The newest piece at The Quarterly Conversation is Lauren Elkin’s essay on Jeanette Winterson. The piece starts out with Elkin outlining Winterson’s ideas about how autobiographical fiction is or isn’t:
The problem of autobiography will always be there, Winterson acknowledges; this problem is one, she writes, “that each artist solves for themselves.” And trying to parse what is lived from what is invented is not only “irrelevant,” it is “impossible”: “We cannot work backwards from the finished text into its raw material.” So, then, the artist must become a “translator,” must learn “to pass into her own language the languages gathered from stones, from birds, from dreams, from the body, from the material world, from sex, from death, from love.” Making literature is an activity of transformation, turning the raw material of authorial experience into readerly experience.

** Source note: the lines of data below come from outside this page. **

// Swapchain - Window presentation
//
// Manages the chain of images we render to and present to the screen.
// Selection policies are pure functions so they stay testable without a GPU.

use anyhow::{Context, Result};
use ash::vk;
use std::sync::Arc;
use super::VulkanDevice;

/// Outcome of an image acquire. OutOfDate means every extent-derived
/// resource must be rebuilt before frame submission resumes.
pub enum AcquireResult {
    Acquired { index: u32, suboptimal: bool },
    OutOfDate,
}

pub struct Swapchain {
    pub swapchain: vk::SwapchainKHR,
    pub images: Vec<vk::Image>,
    pub image_views: Vec<vk::ImageView>,
    pub format: vk::Format,
    pub extent: vk::Extent2D,
    device: Arc<VulkanDevice>,
}

/// FIFO is the one mode Vulkan requires every surface to support; take the
/// low-latency mailbox mode when the surface offers it.
pub fn choose_present_mode(available: &[vk::PresentModeKHR]) -> vk::PresentModeKHR {
    available
        .iter()
        .copied()
        .find(|&mode| mode == vk::PresentModeKHR::MAILBOX)
        .unwrap_or(vk::PresentModeKHR::FIFO)
}

/// First enumerated format/color-space pair, upgraded to 8-bit BGRA UNORM
/// when the surface lists it.
pub fn choose_surface_format(available: &[vk::SurfaceFormatKHR]) -> Option<vk::SurfaceFormatKHR> {
    available
        .iter()
        .copied()
        .find(|f| f.format == vk::Format::B8G8R8A8_UNORM)
        .or_else(|| available.first().copied())
}

/// minImageCount + 1, clamped to maxImageCount when the surface bounds it
/// (maxImageCount == 0 means unbounded).
pub fn choose_image_count(caps: &vk::SurfaceCapabilitiesKHR) -> u32 {
    let mut count = caps.min_image_count + 1;
    if caps.max_image_count > 0 && count > caps.max_image_count {
        count = caps.max_image_count;
    }
    count
}

pub fn choose_extent(caps: &vk::SurfaceCapabilitiesKHR, width: u32, height: u32) -> vk::Extent2D {
    if caps.current_extent.width != u32::MAX {
        caps.current_extent
    } else {
        vk::Extent2D {
            width: width.clamp(caps.min_image_extent.width, caps.max_image_extent.width),
            height: height.clamp(caps.min_image_extent.height, caps.max_image_extent.height),
        }
    }
}

impl Swapchain {
    pub fn new(
        device: Arc<VulkanDevice>,
        surface: vk::SurfaceKHR,
        width: u32,
        height: u32,
    ) -> Result<Self> {
        log::info!("Creating swapchain: {}x{}", width, height);

        let surface_caps = unsafe {
            device
                .ext
                .surface
                .get_physical_device_surface_capabilities(device.physical_device, surface)
        }?;

        let formats = unsafe {
            device
                .ext
                .surface
                .get_physical_device_surface_formats(device.physical_device, surface)
        }?;

        let present_modes = unsafe {
            device
                .ext
                .surface
                .get_physical_device_surface_present_modes(device.physical_device, surface)
        }?;

        let surface_format =
            choose_surface_format(&formats).context("Surface enumerates no formats")?;
        let present_mode = choose_present_mode(&present_modes);
        let extent = choose_extent(&surface_caps, width, height);
        let image_count = choose_image_count(&surface_caps);

        log::info!("Present mode: {:?}, format: {:?}", present_mode, surface_format.format);

        // STORAGE lets the ray tracer write swapchain-sized intermediates with
        // the same format; TRANSFER_DST covers the history copies.
        let create_info = vk::SwapchainCreateInfoKHR::builder()
            .surface(surface)
            .min_image_count(image_count)
            .image_format(surface_format.format)
            .image_color_space(surface_format.color_space)
            .image_extent(extent)
            .image_array_layers(1)
            .image_usage(
                vk::ImageUsageFlags::COLOR_ATTACHMENT
                    | vk::ImageUsageFlags::STORAGE
                    | vk::ImageUsageFlags::TRANSFER_DST,
            )
            .image_sharing_mode(vk::SharingMode::EXCLUSIVE)
            .pre_transform(surface_caps.current_transform)
            .composite_alpha(vk::CompositeAlphaFlagsKHR::OPAQUE)
            .present_mode(present_mode)
            .clipped(true);

        let swapchain = unsafe { device.ext.swapchain.create_swapchain(&create_info, None) }
            .context("Failed to create swapchain")?;

        let images = unsafe { device.ext.swapchain.get_swapchain_images(swapchain) }?;

        log::info!("Created swapchain with {} images", images.len());

        let image_views: Result<Vec<_>> = images
            .iter()
            .map(|&image| {
                let create_info = vk::ImageViewCreateInfo::builder()
                    .image(image)
                    .view_type(vk::ImageViewType::TYPE_2D)
                    .format(surface_format.format)
                    .subresource_range(vk::ImageSubresourceRange {
                        aspect_mask: vk::ImageAspectFlags::COLOR,
                        base_mip_level: 0,
                        level_count: 1,
                        base_array_layer: 0,
                        layer_count: 1,
                    });

                unsafe {
                    device
                        .device
                        .create_image_view(&create_info, None)
                        .context("Failed to create swapchain image view")
                }
            })
            .collect();
        let image_views = image_views?;

        // Batch-transition every image to present-ready so the first frame's
        // tracked layouts start from PRESENT_SRC, not UNDEFINED.
        let barriers: Vec<vk::ImageMemoryBarrier> = images
            .iter()
            .map(|&image| {
                vk::ImageMemoryBarrier::builder()
                    .old_layout(vk::ImageLayout::UNDEFINED)
                    .new_layout(vk::ImageLayout::PRESENT_SRC_KHR)
                    .src_queue_family_index(vk::QUEUE_FAMILY_IGNORED)
                    .dst_queue_family_index(vk::QUEUE_FAMILY_IGNORED)
                    .image(image)
                    .subresource_range(vk::ImageSubresourceRange {
                        aspect_mask: vk::ImageAspectFlags::COLOR,
                        base_mip_level: 0,
                        level_count: vk::REMAINING_MIP_LEVELS,
                        base_array_layer: 0,
                        layer_count: vk::REMAINING_ARRAY_LAYERS,
                    })
                    .build()
            })
            .collect();

        device.execute_one_shot(|cmd| unsafe {
            device.device.cmd_pipeline_barrier(
                cmd,
                vk::PipelineStageFlags::TOP_OF_PIPE,
                vk::PipelineStageFlags::TOP_OF_PIPE,
                vk::DependencyFlags::empty(),
                &[],
                &[],
                &barriers,
            );
        })?;

        Ok(Self {
            swapchain,
            images,
            image_views,
            format: surface_format.format,
            extent,
            device,
        })
    }

    /// Acquire next image for rendering
    pub fn acquire_next_image(
        &self,
        timeout: u64,
        semaphore: vk::Semaphore,
    ) -> Result<AcquireResult> {
        let result = unsafe {
            self.device.ext.swapchain.acquire_next_image(
                self.swapchain,
                timeout,
                semaphore,
                vk::Fence::null(),
            )
        };

        match result {
            Ok((index, suboptimal)) => {
                debug_assert!((index as usize) < self.images.len());
                Ok(AcquireResult::Acquired { index, suboptimal })
            }
            Err(vk::Result::ERROR_OUT_OF_DATE_KHR) => Ok(AcquireResult::OutOfDate),
            Err(e) => Err(e).context("Failed to acquire swapchain image"),
        }
    }

    /// Present a rendered image. Returns true when the swapchain should be
    /// rebuilt (suboptimal or out of date).
    pub fn present(
        &self,
        queue: vk::Queue,
        image_index: u32,
        wait_semaphores: &[vk::Semaphore],
    ) -> Result<bool> {
        let swapchains = [self.swapchain];
        let image_indices = [image_index];

        let present_info = vk::PresentInfoKHR::builder()
            .wait_semaphores(wait_semaphores)
            .swapchains(&swapchains)
            .image_indices(&image_indices);

        let result = unsafe {
            self.device
                .ext
                .swapchain
                .queue_present(queue, &present_info)
        };

        match result {
            Ok(suboptimal) => Ok(suboptimal),
            Err(vk::Result::ERROR_OUT_OF_DATE_KHR) => Ok(true),
            Err(e) => Err(e).context("Failed to present swapchain image"),
        }
    }
}

impl Drop for Swapchain {
    fn drop(&mut self) {
        unsafe {
            for &view in &self.image_views {
                self.device.device.destroy_image_view(view, None);
            }
            self.device
                .ext
                .swapchain
                .destroy_swapchain(self.swapchain, None);
        }
    }
}

#[cfg(test)]
mod tests {
    use super::*;

    fn caps(min: u32, max: u32) -> vk::SurfaceCapabilitiesKHR {
        vk::SurfaceCapabilitiesKHR {
            min_image_count: min,
            max_image_count: max,
            ..Default::default()
        }
    }

    #[test]
    fn present_mode_falls_back_to_fifo() {
        // An unsupported preference never fails swapchain creation
        let modes = [vk::PresentModeKHR::FIFO, vk::PresentModeKHR::FIFO_RELAXED];
        assert_eq!(choose_present_mode(&modes), vk::PresentModeKHR::FIFO);
    }

    #[test]
    fn present_mode_prefers_mailbox() {
        let modes = [vk::PresentModeKHR::FIFO, vk::PresentModeKHR::MAILBOX];
        assert_eq!(choose_present_mode(&modes), vk::PresentModeKHR::MAILBOX);
    }

    #[test]
    fn image_count_is_min_plus_one_clamped() {
        assert_eq!(choose_image_count(&caps(2, 0)), 3);
        assert_eq!(choose_image_count(&caps(2, 8)), 3);
        assert_eq!(choose_image_count(&caps(3, 3)), 3);
    }

    #[test]
    fn surface_format_prefers_bgra_unorm() {
        let formats = [
            vk::SurfaceFormatKHR {
                format: vk::Format::R8G8B8A8_SRGB,
                color_space: vk::ColorSpaceKHR::SRGB_NONLINEAR,
            },
            vk::SurfaceFormatKHR {
                format: vk::Format::B8G8R8A8_UNORM,
                color_space: vk::ColorSpaceKHR::SRGB_NONLINEAR,
            },
        ];
        assert_eq!(
            choose_surface_format(&formats).unwrap().format,
            vk::Format::B8G8R8A8_UNORM
        );
    }

    #[test]
    fn surface_format_defaults_to_first_enumerated() {
        let formats = [vk::SurfaceFormatKHR {
            format: vk::Format::R16G16B16A16_SFLOAT,
            color_space: vk::ColorSpaceKHR::SRGB_NONLINEAR,
        }];
        assert_eq!(
            choose_surface_format(&formats).unwrap().format,
            vk::Format::R16G16B16A16_SFLOAT
        );
    }

    #[test]
    fn extent_honors_surface_bounds() {
        let mut c = caps(2, 0);
        c.current_extent = vk::Extent2D { width: u32::MAX, height: u32::MAX };
        c.min_image_extent = vk::Extent2D { width: 64, height: 64 };
        c.max_image_extent = vk::Extent2D { width: 2048, height: 2048 };
        let extent = choose_extent(&c, 4096, 16);
        assert_eq!((extent.width, extent.height), (2048, 64));
    }
}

And from there we get into how Winterson “retells” stories–her own reality included–in her works:
But if the point is to break through the hum and speak of the “life of the mind and the soul’s journey,” why tell these stories? What exactly are the mythic qualities of storytelling? How does retelling these stories break through the daily cacophony of news and gossip and images and soundbites? I would suggest that the answer to these questions lies in the potential danger wrapped up in the heart of the story—the devastating results we find again and again of loving too much, and seeking too far. Winterson goes back to these stories to find the danger in them, and to harness it in order to mount her attacks: against the stasis of being read autobiographically; against the linear temporality of a patriarchal narrative; as a form of feminist historiography, reinserting women into the march of history.